Artistic swimmer Anita Alvarez went “at least two minutes without breathing” after she passed out and fell to the bottom of the pool at the world championships, her quick-witted coach who saved her life has said. “I think she went at least two minutes without breathing because her lungs were full of water,” said coach Andrea Fuentes, a four-time Olympic medalist in artistic swimming, adding that the swimmer’s heart was beating. “She threw up water, coughed and that was it, but it was a big scare,” Fuentes said.
The 25-year-old had collapsed to the bottom of the pool after passing out at the end of her routine in Wednesday night’s solo freestyle final in Budapest.
Meanwhile, as it emerged Alvarez had passed out during a previous competition, local organizers and the sport’s governing body have come under fire after lifeguards were accused of not reacting enough quickly to the incident.
Fuentes, could see warning signs that Alvarez was in trouble.
“She was coming down”
“I saw his feet were a bit whiter than normal so I thought his blood was not going as usual,” Fuentes told the TAUT. “Normally when you’re done, what you really want to do is breathe, but instead of going up, she was going down.”
Fuentes, wearing shorts and a T-shirt, dived to the bottom of the pool and dragged Alvarez to the surface.
“It was a big scare. I had to intervene because the lifeguards weren’t doing it,” Fuentes told Spanish media.
“When I saw it sink I looked at the rescuers, but I saw they were dazed. They didn’t react.”
“I thought, ‘Do you want to jump now?’ My reflexes kicked in.”
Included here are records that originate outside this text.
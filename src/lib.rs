pub mod adapters;
pub mod application;
pub mod domain;
pub mod services;
pub mod startup;
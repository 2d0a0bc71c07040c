use chrono::{DateTime, Utc};
use serde::Serialize;
use tracing::{info, warn};

use crate::{
    application::{
        error::UploadError,
        staging::{DropEvent, FileStagingArea},
        upload_client::Submission,
    },
    domain::models::{
        file::{StagedFile, StagedSet},
        optimization::ResultSet,
    },
};

#[derive(Debug, Clone, PartialEq, Eq, Serialize)]
#[serde(tag = "state", content = "error", rename_all = "lowercase")]
pub enum UploadStatus {
    Idle,
    Pending,
    Failed(UploadError),
}

/// Staged files and latest results for one browsing session.
///
/// All mutation goes through the staging area or `finish_submit`, and at most
/// one submission may be pending at a time. Staged files are kept after a
/// successful submission so the same batch can be sent again.
#[derive(Debug)]
pub struct UploadSession {
    staging: FileStagingArea,
    results: ResultSet,
    status: UploadStatus,
    completed_at: Option<DateTime<Utc>>,
}

impl Default for UploadSession {
    fn default() -> Self {
        Self::new()
    }
}

impl UploadSession {
    pub fn new() -> Self {
        Self {
            staging: FileStagingArea::new(),
            results: ResultSet::empty(),
            status: UploadStatus::Idle,
            completed_at: None,
        }
    }

    pub fn staged(&self) -> &StagedSet {
        self.staging.staged()
    }

    pub fn results(&self) -> &ResultSet {
        &self.results
    }

    pub fn status(&self) -> &UploadStatus {
        &self.status
    }

    pub fn completed_at(&self) -> Option<DateTime<Utc>> {
        self.completed_at
    }

    pub fn is_pending(&self) -> bool {
        self.status == UploadStatus::Pending
    }

    pub fn select_files<I>(&mut self, source: I) -> &StagedSet
    where
        I: IntoIterator<Item = StagedFile>,
    {
        self.clear_failure();
        self.staging.select_files(source)
    }

    pub fn accept_drop(&mut self, event: &mut DropEvent) -> &StagedSet {
        self.clear_failure();
        self.staging.accept_drop(event)
    }

    /// Marks a submission as pending and hands back the batch to send.
    ///
    /// Returns `Ok(None)` when nothing is staged; the session is left as is.
    pub fn begin_submit(&mut self) -> Result<Option<StagedSet>, UploadError> {
        if self.is_pending() {
            warn!("Submit rejected, a batch is already in flight");
            return Err(UploadError::SubmissionInFlight);
        }

        if self.staging.staged().is_empty() {
            return Ok(None);
        }

        self.status = UploadStatus::Pending;
        Ok(Some(self.staging.staged().clone()))
    }

    pub fn finish_submit(&mut self, outcome: Result<Submission, UploadError>) {
        match outcome {
            Ok(Submission::Completed(results)) => {
                info!(rows = results.len(), "Result set replaced");
                self.results = results;
                self.completed_at = Some(Utc::now());
                self.status = UploadStatus::Idle;
            }
            Ok(Submission::EmptySelection) => {
                self.status = UploadStatus::Idle;
            }
            Err(error) => {
                warn!(error = %error, "Submission failed, keeping previous results");
                self.status = UploadStatus::Failed(error);
            }
        }
    }

    fn clear_failure(&mut self) {
        if matches!(self.status, UploadStatus::Failed(_)) {
            self.status = UploadStatus::Idle;
        }
    }
}
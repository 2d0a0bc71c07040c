use bytes::Bytes;
use serde::Serialize;

/// Multipart field name carrying staged files, both from the page and to the optimizer.
pub const FILES_FIELD: &str = "files";

/// A file the user picked or dropped, held in memory until it is submitted.
#[derive(Debug, Clone, PartialEq)]
pub struct StagedFile {
    pub filename: String,
    pub content: Bytes,
    pub mime_type: Option<String>,
}

impl StagedFile {
    pub fn new(filename: impl Into<String>, content: impl Into<Bytes>) -> Self {
        Self {
            filename: filename.into(),
            content: content.into(),
            mime_type: None,
        }
    }

    pub fn with_mime_type(mut self, mime_type: impl Into<String>) -> Self {
        self.mime_type = Some(mime_type.into());
        self
    }

    pub fn size(&self) -> u64 {
        self.content.len() as u64
    }
}

/// Ordered, non-deduplicated collection of staged files.
///
/// Only ever replaced as a whole; there is no per-file add or remove.
#[derive(Debug, Clone, Default, PartialEq)]
pub struct StagedSet {
    files: Vec<StagedFile>,
}

impl StagedSet {
    pub fn empty() -> Self {
        Self::default()
    }

    pub fn files(&self) -> &[StagedFile] {
        &self.files
    }

    pub fn len(&self) -> usize {
        self.files.len()
    }

    pub fn is_empty(&self) -> bool {
        self.files.is_empty()
    }

    pub fn total_bytes(&self) -> u64 {
        self.files.iter().map(StagedFile::size).sum()
    }

    pub fn summaries(&self) -> Vec<StagedFileSummary> {
        self.files
            .iter()
            .map(|file| StagedFileSummary {
                filename: file.filename.clone(),
                size: file.size(),
            })
            .collect()
    }
}

impl FromIterator<StagedFile> for StagedSet {
    fn from_iter<I: IntoIterator<Item = StagedFile>>(iter: I) -> Self {
        Self {
            files: iter.into_iter().collect(),
        }
    }
}

/// Name and size of a staged file, without its payload.
#[derive(Debug, Clone, PartialEq, Eq, Serialize)]
pub struct StagedFileSummary {
    pub filename: String,
    pub size: u64,
}

#[cfg(test)]
mod tests {
    use super::*;

    #[test]
    fn staged_set_keeps_insertion_order_and_duplicates() {
        let set: StagedSet = vec![
            StagedFile::new("b.png", vec![0u8; 3]),
            StagedFile::new("a.png", vec![0u8; 5]),
            StagedFile::new("b.png", vec![0u8; 3]),
        ]
        .into_iter()
        .collect();

        let names: Vec<_> = set.files().iter().map(|f| f.filename.as_str()).collect();
        assert_eq!(names, vec!["b.png", "a.png", "b.png"]);
        assert_eq!(set.total_bytes(), 11);
    }

    #[test]
    fn size_is_payload_length() {
        let file = StagedFile::new("x.jpg", vec![1u8; 1000]).with_mime_type("image/jpeg");
        assert_eq!(file.size(), 1000);
        assert_eq!(file.mime_type.as_deref(), Some("image/jpeg"));
    }
}
use axum::{
    http::StatusCode,
    response::{IntoResponse, Response},
    Json,
};
use serde_json::json;
use tracing::{error, warn};

use crate::application::error::ApplicationError;

impl IntoResponse for ApplicationError {
    fn into_response(self) -> Response {
        let (status, error_message) = match self {
            ApplicationError::BadRequest(ref msg) => {
                warn!("Bad request: {}", msg);
                (StatusCode::BAD_REQUEST, "Bad request".to_string())
            }
            ApplicationError::Conflict(ref msg) => {
                warn!("Conflict: {}", msg);
                (StatusCode::CONFLICT, msg.clone())
            }
            ApplicationError::InternalError(ref msg) => {
                error!("Internal server error: {}", msg);
                (
                    StatusCode::INTERNAL_SERVER_ERROR,
                    "Internal server error".to_string(),
                )
            }
        };

        let body = Json(json!({
            "error": error_message,
        }));

        (status, body).into_response()
    }
}
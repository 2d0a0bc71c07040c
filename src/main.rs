use anyhow::Context;
use optimizer_uploader::{
    domain::config::settings::Settings,
    startup::{build_router, build_state},
};
use tracing_subscriber::EnvFilter;

#[tokio::main]
async fn main() -> anyhow::Result<()> {
    dotenvy::dotenv().ok();

    let filter = EnvFilter::try_from_default_env().unwrap_or_else(|_| EnvFilter::new("info"));
    tracing_subscriber::fmt().with_env_filter(filter).init();

    let settings = Settings::from_env().context("Failed to read configuration")?;

    tracing::info!(
        optimizer_url = %settings.optimizer_url,
        max_upload_bytes = settings.max_upload_bytes,
        "Starting optimizer-uploader"
    );

    let router = build_router(build_state(&settings), settings.max_upload_bytes);

    let address = settings.bind_address();
    let listener = tokio::net::TcpListener::bind(&address)
        .await
        .with_context(|| format!("Failed to bind to {}", address))?;

    tracing::info!("Upload page available at http://{}", address);

    axum::serve(listener, router)
        .await
        .context("Server error")?;

    Ok(())
}
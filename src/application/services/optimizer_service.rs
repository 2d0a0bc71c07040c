use async_trait::async_trait;
use serde_json::Value;

use crate::{application::error::UploadError, domain::models::file::StagedSet};

/// Transport to the remote optimizer. Returns the undecoded JSON payload.
#[async_trait]
pub trait OptimizerService: Send + Sync {
    async fn optimize(&self, batch: &StagedSet) -> Result<Value, UploadError>;
}
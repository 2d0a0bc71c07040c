use async_trait::async_trait;
use reqwest::{multipart, Client};
use serde_json::Value;
use tracing::{debug, warn};

use crate::{
    application::{error::UploadError, services::OptimizerService},
    domain::models::file::{StagedFile, StagedSet, FILES_FIELD},
    services::error::TransportError,
};

const UPLOAD_PATH: &str = "/api/upload";

/// Posts a batch to the optimizer's upload endpoint as one multipart request.
pub struct HttpOptimizerService {
    client: Client,
    upload_url: String,
}

impl HttpOptimizerService {
    pub fn new(optimizer_url: &str) -> Self {
        Self::with_client(Client::new(), optimizer_url)
    }

    pub fn with_client(client: Client, optimizer_url: &str) -> Self {
        Self {
            client,
            upload_url: format!("{}{}", optimizer_url.trim_end_matches('/'), UPLOAD_PATH),
        }
    }

    pub fn upload_url(&self) -> &str {
        &self.upload_url
    }

    fn build_form(batch: &StagedSet) -> multipart::Form {
        batch
            .files()
            .iter()
            .fold(multipart::Form::new(), |form, file| {
                form.part(FILES_FIELD, Self::file_part(file))
            })
    }

    /// A content type the browser sent but reqwest cannot parse is dropped,
    /// and the part goes out untyped.
    fn file_part(file: &StagedFile) -> multipart::Part {
        let untyped = || {
            multipart::Part::stream_with_length(file.content.clone(), file.size())
                .file_name(file.filename.clone())
        };

        match &file.mime_type {
            Some(mime_type) => untyped().mime_str(mime_type).unwrap_or_else(|e| {
                warn!(
                    file = %file.filename,
                    mime_type = %mime_type,
                    error = %e,
                    "Ignoring unparseable content type"
                );
                untyped()
            }),
            None => untyped(),
        }
    }

    async fn send(&self, batch: &StagedSet) -> Result<Value, TransportError> {
        let form = Self::build_form(batch);

        let response = self
            .client
            .post(&self.upload_url)
            .multipart(form)
            .send()
            .await?;

        let status = response.status();
        if !status.is_success() {
            return Err(TransportError::Status(status.as_u16()));
        }

        let body = response.bytes().await?;
        debug!(bytes = body.len(), "Optimizer response received");

        serde_json::from_slice(&body).map_err(|e| TransportError::Decode(e.to_string()))
    }
}

#[async_trait]
impl OptimizerService for HttpOptimizerService {
    async fn optimize(&self, batch: &StagedSet) -> Result<Value, UploadError> {
        Ok(self.send(batch).await?)
    }
}

#[cfg(test)]
mod tests {
    use super::*;

    #[test]
    fn upload_url_targets_fixed_path() {
        let service = HttpOptimizerService::new("http://localhost:8080/");
        assert_eq!(service.upload_url(), "http://localhost:8080/api/upload");
    }
}
pub mod session_dto;
pub mod staged_file_dto;
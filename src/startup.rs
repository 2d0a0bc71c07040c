use std::sync::Arc;

use axum::{
    extract::DefaultBodyLimit,
    routing::{get, post},
    Router,
};
use tower_http::trace::TraceLayer;

use crate::{
    adapters::{
        controllers::{health_controller::HealthController, upload_controller::UploadController},
        state::AppState,
    },
    application::upload_client::BatchUploadClient,
    domain::config::settings::Settings,
    services::HttpOptimizerService,
};

pub fn build_state(settings: &Settings) -> AppState {
    let optimizer = Arc::new(HttpOptimizerService::new(&settings.optimizer_url));
    let upload_client = Arc::new(BatchUploadClient::new(optimizer));
    AppState::new(settings.optimizer_url.clone(), upload_client)
}

pub fn build_router(app_state: AppState, max_upload_bytes: usize) -> Router {
    Router::new()
        .route("/", get(UploadController::index))
        .route("/files", post(UploadController::select_files))
        .route("/files/drop", post(UploadController::drop_files))
        .route("/submit", post(UploadController::submit))
        .route("/api/session", get(UploadController::session))
        .route("/health", get(HealthController::health_check))
        .layer(DefaultBodyLimit::max(max_upload_bytes))
        .layer(TraceLayer::new_for_http())
        .with_state(app_state)
}
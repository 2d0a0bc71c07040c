use thiserror::Error;

const DEFAULT_OPTIMIZER_URL: &str = "http://localhost:8080";
const DEFAULT_HOST: &str = "127.0.0.1";
const DEFAULT_PORT: u16 = 3000;
const DEFAULT_MAX_UPLOAD_BYTES: usize = 50 * 1024 * 1024;

#[derive(Debug, Error, PartialEq)]
pub enum ConfigError {
    #[error("{name} must be a valid {expected}, got '{value}'")]
    InvalidValue {
        name: &'static str,
        expected: &'static str,
        value: String,
    },

    #[error("OPTIMIZER_URL must start with http:// or https://, got '{0}'")]
    InvalidOptimizerUrl(String),
}

#[derive(Debug, Clone, PartialEq)]
pub struct Settings {
    pub optimizer_url: String,
    pub host: String,
    pub port: u16,
    pub max_upload_bytes: usize,
}

impl Settings {
    pub fn from_env() -> Result<Self, ConfigError> {
        Self::from_lookup(|name| std::env::var(name).ok())
    }

    pub fn from_lookup<F>(lookup: F) -> Result<Self, ConfigError>
    where
        F: Fn(&str) -> Option<String>,
    {
        let optimizer_url = lookup("OPTIMIZER_URL")
            .unwrap_or_else(|| DEFAULT_OPTIMIZER_URL.to_string())
            .trim_end_matches('/')
            .to_string();

        if !optimizer_url.starts_with("http://") && !optimizer_url.starts_with("https://") {
            return Err(ConfigError::InvalidOptimizerUrl(optimizer_url));
        }

        let host = lookup("HOST").unwrap_or_else(|| DEFAULT_HOST.to_string());

        let port = match lookup("PORT") {
            Some(value) => value.parse::<u16>().map_err(|_| ConfigError::InvalidValue {
                name: "PORT",
                expected: "u16",
                value,
            })?,
            None => DEFAULT_PORT,
        };

        let max_upload_bytes = match lookup("MAX_UPLOAD_BYTES") {
            Some(value) => value
                .parse::<usize>()
                .map_err(|_| ConfigError::InvalidValue {
                    name: "MAX_UPLOAD_BYTES",
                    expected: "byte count",
                    value,
                })?,
            None => DEFAULT_MAX_UPLOAD_BYTES,
        };

        Ok(Self {
            optimizer_url,
            host,
            port,
            max_upload_bytes,
        })
    }

    pub fn bind_address(&self) -> String {
        format!("{}:{}", self.host, self.port)
    }
}
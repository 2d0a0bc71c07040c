use axum::{
    extract::{Multipart, State},
    http::StatusCode,
    response::{Html, Redirect},
    Json,
};
use tracing::{error, info, warn, Instrument};

use crate::{
    adapters::{
        dto::{session_dto::SessionResponse, staged_file_dto::read_staged_files},
        state::AppState,
        view::UploadView,
    },
    application::{
        error::{ApplicationError, UploadError},
        staging::DropEvent,
    },
};

pub struct UploadController;

impl UploadController {
    /// GET /
    pub async fn index(
        State(app_state): State<AppState>,
    ) -> Result<Html<String>, ApplicationError> {
        let session = app_state.session.lock().await;
        let html = UploadView::render_session(&session)
            .map_err(|e| ApplicationError::InternalError(format!("Render failed: {}", e)))?;
        Ok(Html(html))
    }

    /// POST /files
    /// Native picker selection; replaces whatever was staged.
    pub async fn select_files(
        State(app_state): State<AppState>,
        mut multipart: Multipart,
    ) -> Result<Redirect, ApplicationError> {
        let files = read_staged_files(&mut multipart).await?;

        let mut session = app_state.session.lock().await;
        let staged = session.select_files(files);
        info!(files = staged.len(), "Files selected from picker");

        Ok(Redirect::to("/"))
    }

    /// POST /files/drop
    /// Files dropped on the drop target; the page script has already
    /// suppressed the browser's own handling of the drag.
    pub async fn drop_files(
        State(app_state): State<AppState>,
        mut multipart: Multipart,
    ) -> Result<StatusCode, ApplicationError> {
        let files = read_staged_files(&mut multipart).await?;
        let mut event = DropEvent::drop(files);

        let mut session = app_state.session.lock().await;
        let staged = session.accept_drop(&mut event);
        info!(files = staged.len(), "Files dropped");

        Ok(StatusCode::NO_CONTENT)
    }

    /// POST /submit
    /// Sends the staged batch. The upload runs in its own task and records
    /// its outcome there, so a client that goes away mid-request cannot leave
    /// the session stuck as pending. The session lock is released while the
    /// optimizer works so the page stays usable.
    pub async fn submit(State(app_state): State<AppState>) -> Result<Redirect, ApplicationError> {
        let batch = {
            let mut session = app_state.session.lock().await;
            session.begin_submit()?
        };

        let Some(batch) = batch else {
            info!("Nothing staged, submit ignored");
            return Ok(Redirect::to("/"));
        };

        let state = app_state.clone();
        let upload = tokio::spawn(
            async move {
                let outcome = state.upload_client.submit(&batch).await;
                if let Err(ref e) = outcome {
                    warn!(error = %e, "Upload failed");
                }
                state.session.lock().await.finish_submit(outcome);
            }
            .in_current_span(),
        );

        if let Err(e) = upload.await {
            error!(error = %e, "Upload task did not complete");
            app_state
                .session
                .lock()
                .await
                .finish_submit(Err(UploadError::NetworkFailure(
                    "upload was interrupted".to_string(),
                )));
            return Err(ApplicationError::InternalError(format!(
                "Upload task failed: {}",
                e
            )));
        }

        Ok(Redirect::to("/"))
    }

    /// GET /api/session
    pub async fn session(State(app_state): State<AppState>) -> Json<SessionResponse> {
        let session = app_state.session.lock().await;
        Json(SessionResponse::from(&*session))
    }
}
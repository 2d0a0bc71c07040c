pub mod file;
pub mod optimization;
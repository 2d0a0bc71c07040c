use tracing::debug;

use crate::domain::models::file::{StagedFile, StagedSet};

#[derive(Debug, Clone, Copy, PartialEq, Eq)]
pub enum DragPhase {
    DragOver,
    Drop,
}

/// A drag-and-drop event delivered to the drop target.
#[derive(Debug)]
pub struct DropEvent {
    phase: DragPhase,
    files: Vec<StagedFile>,
    default_prevented: bool,
}

impl DropEvent {
    pub fn drag_over() -> Self {
        Self {
            phase: DragPhase::DragOver,
            files: Vec::new(),
            default_prevented: false,
        }
    }

    pub fn drop(files: Vec<StagedFile>) -> Self {
        Self {
            phase: DragPhase::Drop,
            files,
            default_prevented: false,
        }
    }

    pub fn phase(&self) -> DragPhase {
        self.phase
    }

    pub fn prevent_default(&mut self) {
        self.default_prevented = true;
    }

    pub fn default_prevented(&self) -> bool {
        self.default_prevented
    }

    fn take_files(&mut self) -> Vec<StagedFile> {
        std::mem::take(&mut self.files)
    }
}

/// Holds the files currently selected for the next batch.
///
/// Both the picker and the drop target replace the staged set outright.
/// Nothing is filtered here; the optimizer decides what it accepts.
#[derive(Debug, Default)]
pub struct FileStagingArea {
    staged: StagedSet,
}

impl FileStagingArea {
    pub fn new() -> Self {
        Self::default()
    }

    pub fn staged(&self) -> &StagedSet {
        &self.staged
    }

    pub fn select_files<I>(&mut self, source: I) -> &StagedSet
    where
        I: IntoIterator<Item = StagedFile>,
    {
        self.staged = source.into_iter().collect();
        debug!(
            files = self.staged.len(),
            bytes = self.staged.total_bytes(),
            "Staged set replaced"
        );
        &self.staged
    }

    pub fn accept_drop(&mut self, event: &mut DropEvent) -> &StagedSet {
        event.prevent_default();

        match event.phase() {
            DragPhase::DragOver => &self.staged,
            DragPhase::Drop => {
                let files = event.take_files();
                self.select_files(files)
            }
        }
    }
}
use askama::Template;

use crate::{
    application::session::{UploadSession, UploadStatus},
    domain::models::optimization::{OptimizationResult, SavingsMarker},
};

#[derive(Debug, Clone, PartialEq)]
pub struct StagedRow {
    pub filename: String,
    pub size: String,
}

#[derive(Debug, Clone, PartialEq)]
pub struct ResultRow {
    pub file: String,
    pub original_size: String,
    pub optimized_size: String,
    pub original_bytes: String,
    pub optimized_bytes: String,
    pub bytes_saved: String,
    pub marker_class: &'static str,
    pub marker_symbol: &'static str,
}

impl From<&OptimizationResult> for ResultRow {
    fn from(result: &OptimizationResult) -> Self {
        let marker = result.marker();
        Self {
            file: result.file.clone(),
            original_size: result.original_size.clone(),
            optimized_size: result.optimized_size.clone(),
            original_bytes: group_digits(result.original_bytes),
            optimized_bytes: group_digits(result.optimized_bytes),
            bytes_saved: group_digits(result.bytes_saved),
            marker_class: match marker {
                SavingsMarker::Success => "success",
                SavingsMarker::Warning => "warning",
            },
            marker_symbol: marker.symbol(),
        }
    }
}

/// Everything the upload page shows, derived from one session snapshot.
#[derive(Template)]
#[template(path = "upload.html")]
pub struct UploadView {
    pub staged: Vec<StagedRow>,
    pub staged_total: String,
    pub results: Vec<ResultRow>,
    pub pending: bool,
    pub failure: Option<String>,
    pub completed_at: Option<String>,
}

impl UploadView {
    pub fn from_session(session: &UploadSession) -> Self {
        let staged = session
            .staged()
            .files()
            .iter()
            .map(|file| StagedRow {
                filename: file.filename.clone(),
                size: group_digits(file.size() as i64),
            })
            .collect();

        let failure = match session.status() {
            UploadStatus::Failed(error) => Some(error.to_string()),
            UploadStatus::Idle | UploadStatus::Pending => None,
        };

        Self {
            staged,
            staged_total: group_digits(session.staged().total_bytes() as i64),
            results: session.results().rows().iter().map(ResultRow::from).collect(),
            pending: session.is_pending(),
            failure,
            completed_at: session
                .completed_at()
                .map(|at| at.format("%Y-%m-%d %H:%M:%S UTC").to_string()),
        }
    }

    pub fn render_session(session: &UploadSession) -> Result<String, askama::Error> {
        Self::from_session(session).render()
    }
}

/// en-US style thousands grouping: `1234567` -> `1,234,567`.
pub fn group_digits(value: i64) -> String {
    let digits = value.unsigned_abs().to_string();
    let mut grouped = String::with_capacity(digits.len() + digits.len() / 3 + 1);

    if value < 0 {
        grouped.push('-');
    }
    for (i, ch) in digits.chars().enumerate() {
        if i > 0 && (digits.len() - i) % 3 == 0 {
            grouped.push(',');
        }
        grouped.push(ch);
    }

    grouped
}
//! Domain errors - error types for the domain layer

use std::time::Duration;

use thiserror::Error;

use crate::entities::MessageRef;

// =========================================================================
// Decode Errors
// =========================================================================

/// Inbound payload could not be turned into a ReactionEvent
#[derive(Debug, Error)]
pub enum DecodeError {
    #[error("malformed payload: {0}")]
    Malformed(#[from] serde_json::Error),

    #[error("payload has no event kind")]
    MissingEventKind,
}

// =========================================================================
// Capability Errors
// =========================================================================

/// Failure reported by an external capability (delete API, publish channel)
#[derive(Debug, Clone, PartialEq, Eq, Error)]
pub enum PortError {
    /// The remote side answered with an error
    #[error("rejected: {0}")]
    Rejected(String),

    /// The request never produced an answer
    #[error("transport failure: {0}")]
    Transport(String),
}

impl PortError {
    pub fn rejected(reason: impl Into<String>) -> Self {
        Self::Rejected(reason.into())
    }

    pub fn transport(reason: impl Into<String>) -> Self {
        Self::Transport(reason.into())
    }
}

// =========================================================================
// Dispatch Errors
// =========================================================================

/// An action was attempted and did not complete
#[derive(Debug, Error)]
pub enum DispatchError {
    #[error("failed to delete message {target}: {source}")]
    DeleteFailed {
        target: MessageRef,
        #[source]
        source: PortError,
    },

    #[error("failed to serialize deferred deletion request: {0}")]
    Serialize(#[source] serde_json::Error),

    #[error("failed to publish to {channel}: {source}")]
    PublishFailed {
        channel: String,
        #[source]
        source: PortError,
    },

    #[error("{action} timed out after {after:?}")]
    TimedOut {
        action: &'static str,
        after: Duration,
    },
}

impl DispatchError {
    /// Get error code for log fields
    pub fn code(&self) -> &'static str {
        match self {
            Self::DeleteFailed { .. } => "DELETE_FAILED",
            Self::Serialize(_) => "SERIALIZE_FAILED",
            Self::PublishFailed { .. } => "PUBLISH_FAILED",
            Self::TimedOut { .. } => "TIMED_OUT",
        }
    }
}
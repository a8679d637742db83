//! # reaper-common
//!
//! Shared utilities including configuration, error handling, and telemetry.

pub mod config;
pub mod error;
pub mod telemetry;

// Re-export commonly used types at crate root
pub use config::{
    redact_url, AppConfig, AppSettings, ChannelConfig, ConfigError, Environment, RedisConfig,
    RelayConfig, SlackConfig,
};
pub use error::{AppError, AppResult};
pub use telemetry::{init_tracing, LogFormat, TracingConfig, TracingError};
Alvarez was taken on a stretcher to the poolside medical center, with teammates and fans appearing to be in shock poolside, some in tears consoling themselves.
The USA Artistic Team released a statement from Fuentes on Thursday morning, saying Alvarez passed out due to exertion during the routine.
“Sometimes we forget that this happens in other high endurance sports. Marathon, cycling, cross-country… our sport is no different from any other, just in a pool we push the limits and sometimes we push them. let’s find.”
“Anita feels fine now and the doctors also say she is fine.”
Alyssa Jacobs, spokeswoman for Team USA, said Wednesday’s incident was not the first time Alvarez had passed out.
“It happened to her once last year in the Olympic qualifying tournament when she was playing against her duo,” Jacobs said.
“Before that she had sporadic problems with fainting but never in competition.”
On Thursday, Bela Merkely, the head of Hungary’s medical service, told local media that staff had followed “extremely strict FINA rules” which “determine when rescuers can intervene”.
“Sensing the Danger”
“According to the rules, members of the FINA delegated judging panel may jump into the pool to signal that a competition program may be interrupted due to an incident,” Merkely said.
“No such signal was received from the judges in Wednesday’s final, and it doesn’t matter if a coach signals to them that they are not allowed to interfere.”
“After the coach jumped into the pool at his own risk, the local lifeguards, sensing the danger…decided to intervene immediately, so the American competitor finally got out of the pool with their help.”
The FINA governing body also stressed that the incident ended well.
“FINA has been in close contact with Anita Alvarez, her team and medical staff following a medical emergency during the Artistic Swimming Solo Freestyle Final,” she said in a statement.
“Ms Alvarez was immediately treated by an on-site medical team and is in good health.”
Jacobs said Alvarez could still make the team freestyle final on Friday.
“Anita is doing well and resting today. She has been fully assessed by our team doctor and event medical staff. She currently has one final event left to compete in at the 2022 World Championships and she will decide if she feels up to competing tomorrow if she is medically cleared,” Jacobs said.